TRY IT
What lines of the material below hold the string "HostOverrides"? Copy them out.

==========

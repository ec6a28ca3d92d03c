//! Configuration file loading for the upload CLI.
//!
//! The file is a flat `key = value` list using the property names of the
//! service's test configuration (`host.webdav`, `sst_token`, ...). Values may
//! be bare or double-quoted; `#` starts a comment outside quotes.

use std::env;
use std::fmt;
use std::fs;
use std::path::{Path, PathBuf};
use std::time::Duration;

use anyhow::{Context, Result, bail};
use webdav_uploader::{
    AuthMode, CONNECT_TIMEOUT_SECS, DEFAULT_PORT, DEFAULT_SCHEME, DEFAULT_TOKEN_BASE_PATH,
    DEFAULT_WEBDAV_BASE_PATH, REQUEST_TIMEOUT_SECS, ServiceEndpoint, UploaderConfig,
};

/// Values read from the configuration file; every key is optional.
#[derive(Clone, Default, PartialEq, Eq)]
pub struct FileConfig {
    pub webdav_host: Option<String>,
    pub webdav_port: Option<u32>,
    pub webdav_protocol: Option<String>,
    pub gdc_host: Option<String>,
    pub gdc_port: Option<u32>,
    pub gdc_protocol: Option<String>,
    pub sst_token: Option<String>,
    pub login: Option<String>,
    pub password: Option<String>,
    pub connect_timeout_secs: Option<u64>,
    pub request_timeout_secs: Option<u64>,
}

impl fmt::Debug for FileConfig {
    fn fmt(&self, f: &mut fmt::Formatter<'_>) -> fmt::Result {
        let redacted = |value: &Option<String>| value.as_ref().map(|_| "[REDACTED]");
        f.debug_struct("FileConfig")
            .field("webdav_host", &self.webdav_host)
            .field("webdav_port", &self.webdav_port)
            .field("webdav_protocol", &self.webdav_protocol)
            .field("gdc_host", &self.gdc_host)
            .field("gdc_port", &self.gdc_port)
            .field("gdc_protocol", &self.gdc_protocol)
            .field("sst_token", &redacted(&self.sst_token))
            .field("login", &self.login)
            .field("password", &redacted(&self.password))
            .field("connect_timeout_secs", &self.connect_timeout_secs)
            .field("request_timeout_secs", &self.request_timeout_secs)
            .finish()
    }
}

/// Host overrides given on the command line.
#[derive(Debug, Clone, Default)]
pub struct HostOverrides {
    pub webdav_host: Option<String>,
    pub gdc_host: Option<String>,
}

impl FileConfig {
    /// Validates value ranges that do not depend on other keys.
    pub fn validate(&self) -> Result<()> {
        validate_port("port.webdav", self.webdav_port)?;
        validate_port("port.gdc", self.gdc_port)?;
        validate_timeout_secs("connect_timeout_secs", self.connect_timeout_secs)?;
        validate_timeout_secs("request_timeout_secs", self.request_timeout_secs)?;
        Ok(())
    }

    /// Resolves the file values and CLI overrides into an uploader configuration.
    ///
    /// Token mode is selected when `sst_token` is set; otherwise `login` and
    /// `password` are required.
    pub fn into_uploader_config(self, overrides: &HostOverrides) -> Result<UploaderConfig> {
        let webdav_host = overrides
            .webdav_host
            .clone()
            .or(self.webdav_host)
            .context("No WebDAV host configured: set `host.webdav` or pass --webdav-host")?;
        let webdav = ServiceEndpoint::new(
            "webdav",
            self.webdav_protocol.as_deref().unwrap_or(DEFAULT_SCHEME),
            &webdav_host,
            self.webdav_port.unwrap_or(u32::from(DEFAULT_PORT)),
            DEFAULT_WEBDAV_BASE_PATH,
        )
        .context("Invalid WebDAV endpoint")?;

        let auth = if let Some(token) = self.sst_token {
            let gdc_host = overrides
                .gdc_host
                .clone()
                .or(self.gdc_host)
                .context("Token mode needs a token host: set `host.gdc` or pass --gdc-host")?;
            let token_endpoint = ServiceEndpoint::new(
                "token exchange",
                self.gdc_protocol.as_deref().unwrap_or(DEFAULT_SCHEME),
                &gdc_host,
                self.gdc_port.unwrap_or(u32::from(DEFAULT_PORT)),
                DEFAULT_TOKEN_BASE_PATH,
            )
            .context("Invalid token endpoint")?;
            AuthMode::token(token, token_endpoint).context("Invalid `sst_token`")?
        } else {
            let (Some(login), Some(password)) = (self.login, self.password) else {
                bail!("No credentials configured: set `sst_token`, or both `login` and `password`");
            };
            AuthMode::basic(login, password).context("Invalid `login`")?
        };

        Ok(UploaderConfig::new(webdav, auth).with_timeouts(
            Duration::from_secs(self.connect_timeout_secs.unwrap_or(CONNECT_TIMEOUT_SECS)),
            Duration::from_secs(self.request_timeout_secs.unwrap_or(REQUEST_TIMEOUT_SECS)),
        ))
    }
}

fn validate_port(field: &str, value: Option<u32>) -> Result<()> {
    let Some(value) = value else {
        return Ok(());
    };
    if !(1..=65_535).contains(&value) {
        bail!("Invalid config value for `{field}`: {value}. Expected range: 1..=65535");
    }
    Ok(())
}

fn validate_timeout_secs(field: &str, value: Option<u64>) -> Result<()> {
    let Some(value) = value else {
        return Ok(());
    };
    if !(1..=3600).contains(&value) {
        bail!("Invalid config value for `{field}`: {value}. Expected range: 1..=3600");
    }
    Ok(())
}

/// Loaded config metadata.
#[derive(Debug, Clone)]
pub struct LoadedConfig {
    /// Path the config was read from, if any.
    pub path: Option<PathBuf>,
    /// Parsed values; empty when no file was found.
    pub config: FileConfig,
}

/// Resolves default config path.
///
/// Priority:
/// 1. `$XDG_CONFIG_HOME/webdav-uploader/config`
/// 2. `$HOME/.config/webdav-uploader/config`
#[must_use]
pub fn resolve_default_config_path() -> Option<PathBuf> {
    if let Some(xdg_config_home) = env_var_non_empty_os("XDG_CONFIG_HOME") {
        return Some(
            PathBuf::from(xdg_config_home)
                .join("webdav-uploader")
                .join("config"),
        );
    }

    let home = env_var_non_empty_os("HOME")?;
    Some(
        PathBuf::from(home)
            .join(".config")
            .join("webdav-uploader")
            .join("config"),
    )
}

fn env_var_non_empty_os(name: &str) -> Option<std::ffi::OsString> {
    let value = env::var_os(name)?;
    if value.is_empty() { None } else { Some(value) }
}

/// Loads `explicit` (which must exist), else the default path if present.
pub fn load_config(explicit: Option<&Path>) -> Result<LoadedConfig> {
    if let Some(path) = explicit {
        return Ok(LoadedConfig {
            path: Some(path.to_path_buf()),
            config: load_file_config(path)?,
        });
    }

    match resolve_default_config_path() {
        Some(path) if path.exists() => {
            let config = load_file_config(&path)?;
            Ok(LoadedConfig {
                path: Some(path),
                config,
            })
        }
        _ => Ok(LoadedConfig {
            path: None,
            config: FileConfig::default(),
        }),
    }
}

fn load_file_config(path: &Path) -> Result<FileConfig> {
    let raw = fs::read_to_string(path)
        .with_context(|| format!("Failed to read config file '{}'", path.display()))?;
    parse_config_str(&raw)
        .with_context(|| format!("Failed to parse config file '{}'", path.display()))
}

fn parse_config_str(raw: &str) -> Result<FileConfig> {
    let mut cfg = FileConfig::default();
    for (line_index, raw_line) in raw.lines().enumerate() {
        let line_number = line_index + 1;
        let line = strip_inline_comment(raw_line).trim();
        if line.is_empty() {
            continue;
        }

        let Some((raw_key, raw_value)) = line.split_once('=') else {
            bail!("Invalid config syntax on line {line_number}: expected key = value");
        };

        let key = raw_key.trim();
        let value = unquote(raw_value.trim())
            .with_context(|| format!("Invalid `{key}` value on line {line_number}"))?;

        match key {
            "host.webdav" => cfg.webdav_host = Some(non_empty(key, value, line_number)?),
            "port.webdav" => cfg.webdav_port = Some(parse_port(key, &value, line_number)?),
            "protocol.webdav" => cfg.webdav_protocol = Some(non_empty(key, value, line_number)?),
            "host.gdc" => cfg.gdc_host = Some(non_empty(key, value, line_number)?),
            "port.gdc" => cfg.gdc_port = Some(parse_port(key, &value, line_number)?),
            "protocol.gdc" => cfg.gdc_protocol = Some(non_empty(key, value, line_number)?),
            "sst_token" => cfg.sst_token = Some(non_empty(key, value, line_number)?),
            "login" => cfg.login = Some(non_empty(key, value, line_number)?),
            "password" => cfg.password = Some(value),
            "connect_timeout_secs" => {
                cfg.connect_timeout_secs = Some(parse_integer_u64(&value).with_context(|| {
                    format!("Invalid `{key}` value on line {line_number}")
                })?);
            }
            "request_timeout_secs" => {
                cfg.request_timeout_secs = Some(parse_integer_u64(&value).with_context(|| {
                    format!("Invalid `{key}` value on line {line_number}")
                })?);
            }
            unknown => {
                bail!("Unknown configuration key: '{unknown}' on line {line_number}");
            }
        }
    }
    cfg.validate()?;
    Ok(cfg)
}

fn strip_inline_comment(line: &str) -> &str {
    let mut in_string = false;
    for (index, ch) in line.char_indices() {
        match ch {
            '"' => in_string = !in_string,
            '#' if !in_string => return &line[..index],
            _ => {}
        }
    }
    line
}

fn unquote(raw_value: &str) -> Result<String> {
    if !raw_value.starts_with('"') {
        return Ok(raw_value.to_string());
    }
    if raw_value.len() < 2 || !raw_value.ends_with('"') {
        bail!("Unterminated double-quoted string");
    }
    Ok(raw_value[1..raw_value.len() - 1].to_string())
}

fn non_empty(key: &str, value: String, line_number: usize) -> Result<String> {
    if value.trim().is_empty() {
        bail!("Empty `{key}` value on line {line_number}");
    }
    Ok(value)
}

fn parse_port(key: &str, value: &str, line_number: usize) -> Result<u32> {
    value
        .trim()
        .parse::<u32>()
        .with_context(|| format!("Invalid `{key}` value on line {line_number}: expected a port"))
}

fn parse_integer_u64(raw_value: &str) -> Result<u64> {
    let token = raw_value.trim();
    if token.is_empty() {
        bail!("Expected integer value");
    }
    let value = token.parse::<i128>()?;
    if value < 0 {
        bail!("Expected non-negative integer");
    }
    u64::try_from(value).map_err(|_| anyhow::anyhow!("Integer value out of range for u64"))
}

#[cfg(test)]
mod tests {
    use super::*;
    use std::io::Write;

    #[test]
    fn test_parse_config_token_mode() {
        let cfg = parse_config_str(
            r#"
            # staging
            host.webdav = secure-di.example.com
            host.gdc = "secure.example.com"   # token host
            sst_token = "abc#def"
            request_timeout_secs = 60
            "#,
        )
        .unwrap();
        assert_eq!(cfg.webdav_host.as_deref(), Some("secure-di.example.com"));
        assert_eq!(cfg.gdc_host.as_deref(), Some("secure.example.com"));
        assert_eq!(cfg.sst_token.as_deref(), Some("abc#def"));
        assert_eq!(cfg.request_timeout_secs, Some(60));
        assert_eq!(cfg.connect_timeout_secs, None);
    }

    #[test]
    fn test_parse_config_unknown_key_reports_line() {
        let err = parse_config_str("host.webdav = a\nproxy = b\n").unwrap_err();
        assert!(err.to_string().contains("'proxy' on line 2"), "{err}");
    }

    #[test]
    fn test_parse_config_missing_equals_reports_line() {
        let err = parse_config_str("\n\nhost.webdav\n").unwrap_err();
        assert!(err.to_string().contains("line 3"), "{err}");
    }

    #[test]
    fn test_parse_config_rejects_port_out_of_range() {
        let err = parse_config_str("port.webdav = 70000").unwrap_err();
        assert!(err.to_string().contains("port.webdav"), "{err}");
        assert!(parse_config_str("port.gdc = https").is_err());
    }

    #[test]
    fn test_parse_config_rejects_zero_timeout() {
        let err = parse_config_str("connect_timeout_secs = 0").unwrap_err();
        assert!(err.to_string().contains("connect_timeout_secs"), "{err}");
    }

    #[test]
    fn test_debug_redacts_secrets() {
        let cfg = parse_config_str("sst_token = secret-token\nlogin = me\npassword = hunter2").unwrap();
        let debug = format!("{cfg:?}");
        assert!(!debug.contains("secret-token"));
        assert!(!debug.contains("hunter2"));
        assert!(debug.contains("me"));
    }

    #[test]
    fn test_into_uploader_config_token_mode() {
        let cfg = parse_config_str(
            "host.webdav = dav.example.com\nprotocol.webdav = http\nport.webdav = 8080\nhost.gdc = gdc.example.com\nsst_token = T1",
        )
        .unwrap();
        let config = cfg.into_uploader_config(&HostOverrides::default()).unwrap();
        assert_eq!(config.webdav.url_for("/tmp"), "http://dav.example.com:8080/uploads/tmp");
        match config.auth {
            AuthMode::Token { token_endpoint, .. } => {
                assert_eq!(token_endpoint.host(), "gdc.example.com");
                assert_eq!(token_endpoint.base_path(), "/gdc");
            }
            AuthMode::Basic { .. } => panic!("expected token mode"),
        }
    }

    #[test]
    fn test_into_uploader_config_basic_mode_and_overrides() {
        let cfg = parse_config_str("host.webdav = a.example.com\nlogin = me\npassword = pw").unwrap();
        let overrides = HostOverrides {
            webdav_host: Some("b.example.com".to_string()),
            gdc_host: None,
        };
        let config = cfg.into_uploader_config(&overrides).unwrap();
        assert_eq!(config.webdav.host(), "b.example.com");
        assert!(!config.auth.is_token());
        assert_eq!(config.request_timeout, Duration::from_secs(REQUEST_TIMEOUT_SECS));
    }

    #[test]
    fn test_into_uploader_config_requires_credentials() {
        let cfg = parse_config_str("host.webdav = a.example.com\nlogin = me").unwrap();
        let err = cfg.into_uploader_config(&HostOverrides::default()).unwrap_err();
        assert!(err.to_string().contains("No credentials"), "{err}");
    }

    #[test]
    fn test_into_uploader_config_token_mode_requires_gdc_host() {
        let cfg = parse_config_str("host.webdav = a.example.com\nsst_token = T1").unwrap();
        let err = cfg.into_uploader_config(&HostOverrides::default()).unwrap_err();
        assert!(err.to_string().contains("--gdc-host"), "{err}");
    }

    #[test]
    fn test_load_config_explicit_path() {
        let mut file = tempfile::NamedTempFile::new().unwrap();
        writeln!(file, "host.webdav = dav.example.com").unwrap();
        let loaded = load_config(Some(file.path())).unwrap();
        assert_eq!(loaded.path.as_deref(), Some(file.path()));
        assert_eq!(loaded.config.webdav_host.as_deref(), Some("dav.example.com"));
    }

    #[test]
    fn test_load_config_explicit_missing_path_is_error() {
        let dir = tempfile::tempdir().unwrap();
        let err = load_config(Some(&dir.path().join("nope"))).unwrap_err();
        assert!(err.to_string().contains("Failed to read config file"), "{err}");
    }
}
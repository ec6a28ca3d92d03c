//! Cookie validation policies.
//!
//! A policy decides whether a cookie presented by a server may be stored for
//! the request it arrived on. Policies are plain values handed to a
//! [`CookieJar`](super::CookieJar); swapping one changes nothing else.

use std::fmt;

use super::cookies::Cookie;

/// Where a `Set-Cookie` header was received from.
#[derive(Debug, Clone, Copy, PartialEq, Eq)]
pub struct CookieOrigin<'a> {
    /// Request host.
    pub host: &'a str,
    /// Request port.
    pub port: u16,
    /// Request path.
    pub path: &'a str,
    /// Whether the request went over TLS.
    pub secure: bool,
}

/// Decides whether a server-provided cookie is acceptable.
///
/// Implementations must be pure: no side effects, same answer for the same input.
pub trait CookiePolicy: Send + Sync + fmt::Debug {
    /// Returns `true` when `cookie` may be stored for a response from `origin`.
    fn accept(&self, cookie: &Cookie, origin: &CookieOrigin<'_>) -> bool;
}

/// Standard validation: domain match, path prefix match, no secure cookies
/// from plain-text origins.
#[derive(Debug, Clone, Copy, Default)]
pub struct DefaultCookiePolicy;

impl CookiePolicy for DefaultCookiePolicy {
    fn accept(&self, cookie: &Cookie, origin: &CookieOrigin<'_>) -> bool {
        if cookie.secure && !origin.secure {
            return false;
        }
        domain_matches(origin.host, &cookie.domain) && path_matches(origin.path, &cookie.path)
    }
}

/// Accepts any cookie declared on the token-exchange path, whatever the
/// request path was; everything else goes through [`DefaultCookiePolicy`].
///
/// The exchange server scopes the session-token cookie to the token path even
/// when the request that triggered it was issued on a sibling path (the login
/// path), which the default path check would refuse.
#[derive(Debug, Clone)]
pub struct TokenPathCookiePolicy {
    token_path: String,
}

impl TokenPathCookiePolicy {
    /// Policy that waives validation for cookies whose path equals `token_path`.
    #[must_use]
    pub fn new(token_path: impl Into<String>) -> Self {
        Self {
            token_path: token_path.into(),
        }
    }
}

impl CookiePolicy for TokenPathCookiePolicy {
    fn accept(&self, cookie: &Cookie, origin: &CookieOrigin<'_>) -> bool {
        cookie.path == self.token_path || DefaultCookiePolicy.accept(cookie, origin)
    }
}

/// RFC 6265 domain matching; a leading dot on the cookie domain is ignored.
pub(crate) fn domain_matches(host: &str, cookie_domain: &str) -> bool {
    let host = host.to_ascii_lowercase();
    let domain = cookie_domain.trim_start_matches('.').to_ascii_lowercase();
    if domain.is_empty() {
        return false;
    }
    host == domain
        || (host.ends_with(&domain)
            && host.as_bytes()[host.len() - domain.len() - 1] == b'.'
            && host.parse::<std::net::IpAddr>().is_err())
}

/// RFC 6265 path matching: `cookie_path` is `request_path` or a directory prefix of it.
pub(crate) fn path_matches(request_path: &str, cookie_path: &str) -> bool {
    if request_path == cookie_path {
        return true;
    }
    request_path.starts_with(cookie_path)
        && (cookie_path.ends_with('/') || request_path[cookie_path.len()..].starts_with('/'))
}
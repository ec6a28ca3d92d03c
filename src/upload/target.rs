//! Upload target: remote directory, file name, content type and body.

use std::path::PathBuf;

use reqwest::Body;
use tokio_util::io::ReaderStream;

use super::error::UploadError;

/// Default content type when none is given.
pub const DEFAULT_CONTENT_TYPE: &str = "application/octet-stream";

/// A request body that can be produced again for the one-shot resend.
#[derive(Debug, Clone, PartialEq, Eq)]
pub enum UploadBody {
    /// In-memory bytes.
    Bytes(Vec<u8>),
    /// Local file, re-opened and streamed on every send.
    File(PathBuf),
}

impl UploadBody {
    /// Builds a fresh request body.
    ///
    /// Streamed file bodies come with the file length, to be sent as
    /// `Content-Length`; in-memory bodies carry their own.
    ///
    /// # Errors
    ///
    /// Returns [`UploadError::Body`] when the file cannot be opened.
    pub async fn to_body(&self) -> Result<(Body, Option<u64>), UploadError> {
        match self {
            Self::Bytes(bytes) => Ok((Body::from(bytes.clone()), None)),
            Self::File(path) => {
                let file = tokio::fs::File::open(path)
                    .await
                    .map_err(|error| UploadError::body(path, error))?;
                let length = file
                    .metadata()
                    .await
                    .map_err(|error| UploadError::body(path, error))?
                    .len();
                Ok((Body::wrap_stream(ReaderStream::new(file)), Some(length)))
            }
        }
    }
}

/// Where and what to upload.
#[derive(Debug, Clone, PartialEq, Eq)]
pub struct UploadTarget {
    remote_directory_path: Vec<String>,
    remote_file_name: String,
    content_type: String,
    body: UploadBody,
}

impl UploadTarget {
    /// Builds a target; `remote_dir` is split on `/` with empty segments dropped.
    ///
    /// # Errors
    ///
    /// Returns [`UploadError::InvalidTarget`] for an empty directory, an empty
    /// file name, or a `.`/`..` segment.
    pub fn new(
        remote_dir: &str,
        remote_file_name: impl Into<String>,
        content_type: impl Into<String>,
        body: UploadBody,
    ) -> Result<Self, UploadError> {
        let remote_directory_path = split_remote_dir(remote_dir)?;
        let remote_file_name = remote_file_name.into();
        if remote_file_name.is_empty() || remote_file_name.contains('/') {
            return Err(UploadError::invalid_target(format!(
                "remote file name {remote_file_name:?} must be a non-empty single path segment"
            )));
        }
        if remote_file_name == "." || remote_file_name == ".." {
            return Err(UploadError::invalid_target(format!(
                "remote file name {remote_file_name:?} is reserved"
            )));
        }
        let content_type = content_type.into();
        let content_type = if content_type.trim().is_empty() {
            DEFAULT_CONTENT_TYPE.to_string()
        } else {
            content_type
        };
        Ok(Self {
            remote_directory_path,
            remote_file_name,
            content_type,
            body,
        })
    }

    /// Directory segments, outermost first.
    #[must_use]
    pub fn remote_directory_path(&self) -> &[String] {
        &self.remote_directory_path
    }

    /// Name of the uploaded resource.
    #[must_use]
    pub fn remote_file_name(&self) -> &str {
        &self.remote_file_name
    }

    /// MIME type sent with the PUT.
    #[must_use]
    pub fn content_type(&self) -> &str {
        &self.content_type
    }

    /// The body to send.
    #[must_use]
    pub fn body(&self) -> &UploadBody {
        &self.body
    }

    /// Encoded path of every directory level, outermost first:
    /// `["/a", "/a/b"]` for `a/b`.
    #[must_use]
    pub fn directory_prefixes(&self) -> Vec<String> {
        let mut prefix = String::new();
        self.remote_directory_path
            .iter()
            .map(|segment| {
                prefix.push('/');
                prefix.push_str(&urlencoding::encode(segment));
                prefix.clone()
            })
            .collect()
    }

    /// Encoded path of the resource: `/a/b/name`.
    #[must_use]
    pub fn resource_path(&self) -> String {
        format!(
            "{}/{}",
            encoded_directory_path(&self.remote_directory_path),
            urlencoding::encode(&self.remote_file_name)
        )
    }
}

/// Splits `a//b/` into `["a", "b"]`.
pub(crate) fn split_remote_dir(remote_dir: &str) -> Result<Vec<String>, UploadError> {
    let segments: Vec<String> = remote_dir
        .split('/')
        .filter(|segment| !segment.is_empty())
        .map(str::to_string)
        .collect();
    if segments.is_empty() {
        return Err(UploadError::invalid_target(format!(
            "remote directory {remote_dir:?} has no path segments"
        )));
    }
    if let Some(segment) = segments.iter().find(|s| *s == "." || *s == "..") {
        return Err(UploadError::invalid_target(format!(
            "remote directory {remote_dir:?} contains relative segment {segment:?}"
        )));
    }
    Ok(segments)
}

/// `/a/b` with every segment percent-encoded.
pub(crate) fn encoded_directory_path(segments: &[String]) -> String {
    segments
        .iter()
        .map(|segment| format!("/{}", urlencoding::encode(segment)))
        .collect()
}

==========

COMPLETED TASK
pub struct HostOverrides {
    pub fn into_uploader_config(self, overrides: &HostOverrides) -> Result<UploaderConfig> {
        let config = cfg.into_uploader_config(&HostOverrides::default()).unwrap();
        let overrides = HostOverrides {
        let err = cfg.into_uploader_config(&HostOverrides::default()).unwrap_err();
        let err = cfg.into_uploader_config(&HostOverrides::default()).unwrap_err();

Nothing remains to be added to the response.